Problem — Repeat the data exactly, every last line of it.

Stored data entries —
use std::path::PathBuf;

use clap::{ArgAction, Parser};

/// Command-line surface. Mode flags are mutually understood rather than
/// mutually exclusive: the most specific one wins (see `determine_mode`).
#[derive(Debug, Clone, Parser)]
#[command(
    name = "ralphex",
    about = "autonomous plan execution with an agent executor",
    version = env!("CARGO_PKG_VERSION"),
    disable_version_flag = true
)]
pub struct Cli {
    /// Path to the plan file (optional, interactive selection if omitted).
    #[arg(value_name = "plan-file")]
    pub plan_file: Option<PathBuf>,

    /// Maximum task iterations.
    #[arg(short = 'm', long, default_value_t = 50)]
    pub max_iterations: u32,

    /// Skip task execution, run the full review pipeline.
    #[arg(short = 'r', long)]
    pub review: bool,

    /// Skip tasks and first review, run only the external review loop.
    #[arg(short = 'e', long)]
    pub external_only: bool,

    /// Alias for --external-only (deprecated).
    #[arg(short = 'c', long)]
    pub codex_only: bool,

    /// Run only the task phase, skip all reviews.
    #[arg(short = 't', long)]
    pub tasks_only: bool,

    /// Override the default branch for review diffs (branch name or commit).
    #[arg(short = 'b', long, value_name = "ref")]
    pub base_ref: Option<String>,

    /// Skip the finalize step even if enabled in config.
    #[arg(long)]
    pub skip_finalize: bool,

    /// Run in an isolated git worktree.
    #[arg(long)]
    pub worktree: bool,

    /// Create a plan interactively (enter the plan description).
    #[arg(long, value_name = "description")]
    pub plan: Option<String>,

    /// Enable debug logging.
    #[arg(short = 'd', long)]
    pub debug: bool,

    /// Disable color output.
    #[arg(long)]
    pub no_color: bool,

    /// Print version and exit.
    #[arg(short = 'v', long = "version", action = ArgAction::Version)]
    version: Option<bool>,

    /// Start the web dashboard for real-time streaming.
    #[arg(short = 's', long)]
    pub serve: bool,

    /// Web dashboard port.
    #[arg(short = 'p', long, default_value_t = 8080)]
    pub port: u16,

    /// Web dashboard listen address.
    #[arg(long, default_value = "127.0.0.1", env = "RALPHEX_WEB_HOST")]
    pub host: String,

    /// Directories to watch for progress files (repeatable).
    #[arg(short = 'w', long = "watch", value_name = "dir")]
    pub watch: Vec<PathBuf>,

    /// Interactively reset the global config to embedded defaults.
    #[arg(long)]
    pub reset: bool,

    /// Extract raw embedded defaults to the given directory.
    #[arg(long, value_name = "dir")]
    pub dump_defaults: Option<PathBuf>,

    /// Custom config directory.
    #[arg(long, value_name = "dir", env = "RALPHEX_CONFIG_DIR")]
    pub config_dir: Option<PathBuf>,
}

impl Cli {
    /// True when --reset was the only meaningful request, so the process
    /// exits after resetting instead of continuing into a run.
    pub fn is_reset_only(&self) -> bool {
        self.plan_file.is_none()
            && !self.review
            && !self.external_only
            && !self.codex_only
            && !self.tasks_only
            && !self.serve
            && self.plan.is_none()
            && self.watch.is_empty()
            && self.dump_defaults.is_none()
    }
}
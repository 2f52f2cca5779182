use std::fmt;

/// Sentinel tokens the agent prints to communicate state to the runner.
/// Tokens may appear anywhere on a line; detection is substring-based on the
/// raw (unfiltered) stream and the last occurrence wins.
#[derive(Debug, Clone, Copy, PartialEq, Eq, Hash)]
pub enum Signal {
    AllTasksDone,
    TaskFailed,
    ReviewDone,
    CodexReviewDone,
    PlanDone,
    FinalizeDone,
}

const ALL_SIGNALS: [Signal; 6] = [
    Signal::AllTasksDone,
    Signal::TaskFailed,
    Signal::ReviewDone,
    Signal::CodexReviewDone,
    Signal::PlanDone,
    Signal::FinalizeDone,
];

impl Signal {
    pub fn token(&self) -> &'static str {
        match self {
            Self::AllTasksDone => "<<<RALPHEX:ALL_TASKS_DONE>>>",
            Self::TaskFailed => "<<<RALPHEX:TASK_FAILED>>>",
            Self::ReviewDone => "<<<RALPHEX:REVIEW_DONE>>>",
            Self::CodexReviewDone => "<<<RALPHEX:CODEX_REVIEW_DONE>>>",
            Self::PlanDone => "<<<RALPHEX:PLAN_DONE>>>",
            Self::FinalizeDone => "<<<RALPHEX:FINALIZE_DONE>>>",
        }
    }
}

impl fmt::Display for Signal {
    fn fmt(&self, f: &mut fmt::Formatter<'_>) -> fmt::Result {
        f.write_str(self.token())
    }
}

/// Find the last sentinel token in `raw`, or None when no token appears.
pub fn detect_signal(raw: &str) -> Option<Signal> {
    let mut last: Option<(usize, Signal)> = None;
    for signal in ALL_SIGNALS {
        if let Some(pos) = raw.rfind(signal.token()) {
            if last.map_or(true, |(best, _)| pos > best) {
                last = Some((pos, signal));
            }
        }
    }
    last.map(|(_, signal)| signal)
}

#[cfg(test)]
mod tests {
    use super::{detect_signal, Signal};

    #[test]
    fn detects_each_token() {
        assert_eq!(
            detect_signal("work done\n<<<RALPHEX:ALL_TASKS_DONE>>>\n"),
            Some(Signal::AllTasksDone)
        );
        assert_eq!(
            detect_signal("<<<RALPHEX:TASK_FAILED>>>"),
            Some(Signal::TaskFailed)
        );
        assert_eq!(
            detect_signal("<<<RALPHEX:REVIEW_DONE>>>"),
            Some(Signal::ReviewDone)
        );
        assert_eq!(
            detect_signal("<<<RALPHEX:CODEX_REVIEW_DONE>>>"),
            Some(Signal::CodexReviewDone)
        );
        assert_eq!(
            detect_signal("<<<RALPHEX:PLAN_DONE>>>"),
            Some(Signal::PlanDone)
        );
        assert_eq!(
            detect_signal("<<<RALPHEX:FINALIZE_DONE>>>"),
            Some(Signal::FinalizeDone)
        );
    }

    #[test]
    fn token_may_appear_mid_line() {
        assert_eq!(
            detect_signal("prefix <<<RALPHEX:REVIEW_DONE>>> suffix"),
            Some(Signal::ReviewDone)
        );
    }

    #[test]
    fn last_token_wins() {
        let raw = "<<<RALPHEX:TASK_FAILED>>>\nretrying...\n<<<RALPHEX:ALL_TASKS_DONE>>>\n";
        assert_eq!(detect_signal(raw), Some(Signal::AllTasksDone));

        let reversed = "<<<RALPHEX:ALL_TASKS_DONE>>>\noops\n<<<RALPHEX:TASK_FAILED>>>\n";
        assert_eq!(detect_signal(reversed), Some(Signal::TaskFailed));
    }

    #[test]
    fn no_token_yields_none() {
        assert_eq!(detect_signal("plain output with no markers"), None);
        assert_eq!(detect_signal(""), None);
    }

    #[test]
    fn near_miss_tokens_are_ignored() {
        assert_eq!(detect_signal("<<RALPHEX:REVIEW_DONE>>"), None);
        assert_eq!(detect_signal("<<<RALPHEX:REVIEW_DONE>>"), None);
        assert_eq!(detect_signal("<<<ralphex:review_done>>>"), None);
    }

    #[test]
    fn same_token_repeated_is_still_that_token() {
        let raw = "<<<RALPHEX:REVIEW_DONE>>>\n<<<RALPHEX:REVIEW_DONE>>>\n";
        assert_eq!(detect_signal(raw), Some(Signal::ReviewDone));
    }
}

Task response —
use std::path::PathBuf;

use clap::{ArgAction, Parser};

/// Command-line surface. Mode flags are mutually understood rather than
/// mutually exclusive: the most specific one wins (see `determine_mode`).
#[derive(Debug, Clone, Parser)]
#[command(
    name = "ralphex",
    about = "autonomous plan execution with an agent executor",
    version = env!("CARGO_PKG_VERSION"),
    disable_version_flag = true
)]
pub struct Cli {
    /// Path to the plan file (optional, interactive selection if omitted).
    #[arg(value_name = "plan-file")]
    pub plan_file: Option<PathBuf>,

    /// Maximum task iterations.
    #[arg(short = 'm', long, default_value_t = 50)]
    pub max_iterations: u32,

    /// Skip task execution, run the full review pipeline.
    #[arg(short = 'r', long)]
    pub review: bool,

    /// Skip tasks and first review, run only the external review loop.
    #[arg(short = 'e', long)]
    pub external_only: bool,

    /// Alias for --external-only (deprecated).
    #[arg(short = 'c', long)]
    pub codex_only: bool,

    /// Run only the task phase, skip all reviews.
    #[arg(short = 't', long)]
    pub tasks_only: bool,

    /// Override the default branch for review diffs (branch name or commit).
    #[arg(short = 'b', long, value_name = "ref")]
    pub base_ref: Option<String>,

    /// Skip the finalize step even if enabled in config.
    #[arg(long)]
    pub skip_finalize: bool,

    /// Run in an isolated git worktree.
    #[arg(long)]
    pub worktree: bool,

    /// Create a plan interactively (enter the plan description).
    #[arg(long, value_name = "description")]
    pub plan: Option<String>,

    /// Enable debug logging.
    #[arg(short = 'd', long)]
    pub debug: bool,

    /// Disable color output.
    #[arg(long)]
    pub no_color: bool,

    /// Print version and exit.
    #[arg(short = 'v', long = "version", action = ArgAction::Version)]
    version: Option<bool>,

    /// Start the web dashboard for real-time streaming.
    #[arg(short = 's', long)]
    pub serve: bool,

    /// Web dashboard port.
    #[arg(short = 'p', long, default_value_t = 8080)]
    pub port: u16,

    /// Web dashboard listen address.
    #[arg(long, default_value = "127.0.0.1", env = "RALPHEX_WEB_HOST")]
    pub host: String,

    /// Directories to watch for progress files (repeatable).
    #[arg(short = 'w', long = "watch", value_name = "dir")]
    pub watch: Vec<PathBuf>,

    /// Interactively reset the global config to embedded defaults.
    #[arg(long)]
    pub reset: bool,

    /// Extract raw embedded defaults to the given directory.
    #[arg(long, value_name = "dir")]
    pub dump_defaults: Option<PathBuf>,

    /// Custom config directory.
    #[arg(long, value_name = "dir", env = "RALPHEX_CONFIG_DIR")]
    pub config_dir: Option<PathBuf>,
}

impl Cli {
    /// True when --reset was the only meaningful request, so the process
    /// exits after resetting instead of continuing into a run.
    pub fn is_reset_only(&self) -> bool {
        self.plan_file.is_none()
            && !self.review
            && !self.external_only
            && !self.codex_only
            && !self.tasks_only
            && !self.serve
            && self.plan.is_none()
            && self.watch.is_empty()
            && self.dump_defaults.is_none()
    }
}
repository 2f52f2cca5779182
use std::fmt;

/// Sentinel tokens the agent prints to communicate state to the runner.
/// Tokens may appear anywhere on a line; detection is substring-based on the
/// raw (unfiltered) stream and the last occurrence wins.
#[derive(Debug, Clone, Copy, PartialEq, Eq, Hash)]
pub enum Signal {
    AllTasksDone,
    TaskFailed,
    ReviewDone,
    CodexReviewDone,
    PlanDone,
    FinalizeDone,
}

const ALL_SIGNALS: [Signal; 6] = [
    Signal::AllTasksDone,
    Signal::TaskFailed,
    Signal::ReviewDone,
    Signal::CodexReviewDone,
    Signal::PlanDone,
    Signal::FinalizeDone,
];

impl Signal {
    pub fn token(&self) -> &'static str {
        match self {
            Self::AllTasksDone => "<<<RALPHEX:ALL_TASKS_DONE>>>",
            Self::TaskFailed => "<<<RALPHEX:TASK_FAILED>>>",
            Self::ReviewDone => "<<<RALPHEX:REVIEW_DONE>>>",
            Self::CodexReviewDone => "<<<RALPHEX:CODEX_REVIEW_DONE>>>",
            Self::PlanDone => "<<<RALPHEX:PLAN_DONE>>>",
            Self::FinalizeDone => "<<<RALPHEX:FINALIZE_DONE>>>",
        }
    }
}

impl fmt::Display for Signal {
    fn fmt(&self, f: &mut fmt::Formatter<'_>) -> fmt::Result {
        f.write_str(self.token())
    }
}

/// Find the last sentinel token in `raw`, or None when no token appears.
pub fn detect_signal(raw: &str) -> Option<Signal> {
    let mut last: Option<(usize, Signal)> = None;
    for signal in ALL_SIGNALS {
        if let Some(pos) = raw.rfind(signal.token()) {
            if last.map_or(true, |(best, _)| pos > best) {
                last = Some((pos, signal));
            }
        }
    }
    last.map(|(_, signal)| signal)
}

#[cfg(test)]
mod tests {
    use super::{detect_signal, Signal};

    #[test]
    fn detects_each_token() {
        assert_eq!(
            detect_signal("work done\n<<<RALPHEX:ALL_TASKS_DONE>>>\n"),
            Some(Signal::AllTasksDone)
        );
        assert_eq!(
            detect_signal("<<<RALPHEX:TASK_FAILED>>>"),
            Some(Signal::TaskFailed)
        );
        assert_eq!(
            detect_signal("<<<RALPHEX:REVIEW_DONE>>>"),
            Some(Signal::ReviewDone)
        );
        assert_eq!(
            detect_signal("<<<RALPHEX:CODEX_REVIEW_DONE>>>"),
            Some(Signal::CodexReviewDone)
        );
        assert_eq!(
            detect_signal("<<<RALPHEX:PLAN_DONE>>>"),
            Some(Signal::PlanDone)
        );
        assert_eq!(
            detect_signal("<<<RALPHEX:FINALIZE_DONE>>>"),
            Some(Signal::FinalizeDone)
        );
    }

    #[test]
    fn token_may_appear_mid_line() {
        assert_eq!(
            detect_signal("prefix <<<RALPHEX:REVIEW_DONE>>> suffix"),
            Some(Signal::ReviewDone)
        );
    }

    #[test]
    fn last_token_wins() {
        let raw = "<<<RALPHEX:TASK_FAILED>>>\nretrying...\n<<<RALPHEX:ALL_TASKS_DONE>>>\n";
        assert_eq!(detect_signal(raw), Some(Signal::AllTasksDone));

        let reversed = "<<<RALPHEX:ALL_TASKS_DONE>>>\noops\n<<<RALPHEX:TASK_FAILED>>>\n";
        assert_eq!(detect_signal(reversed), Some(Signal::TaskFailed));
    }

    #[test]
    fn no_token_yields_none() {
        assert_eq!(detect_signal("plain output with no markers"), None);
        assert_eq!(detect_signal(""), None);
    }

    #[test]
    fn near_miss_tokens_are_ignored() {
        assert_eq!(detect_signal("<<RALPHEX:REVIEW_DONE>>"), None);
        assert_eq!(detect_signal("<<<RALPHEX:REVIEW_DONE>>"), None);
        assert_eq!(detect_signal("<<<ralphex:review_done>>>"), None);
    }

    #[test]
    fn same_token_repeated_is_still_that_token() {
        let raw = "<<<RALPHEX:REVIEW_DONE>>>\n<<<RALPHEX:REVIEW_DONE>>>\n";
        assert_eq!(detect_signal(raw), Some(Signal::ReviewDone));
    }
}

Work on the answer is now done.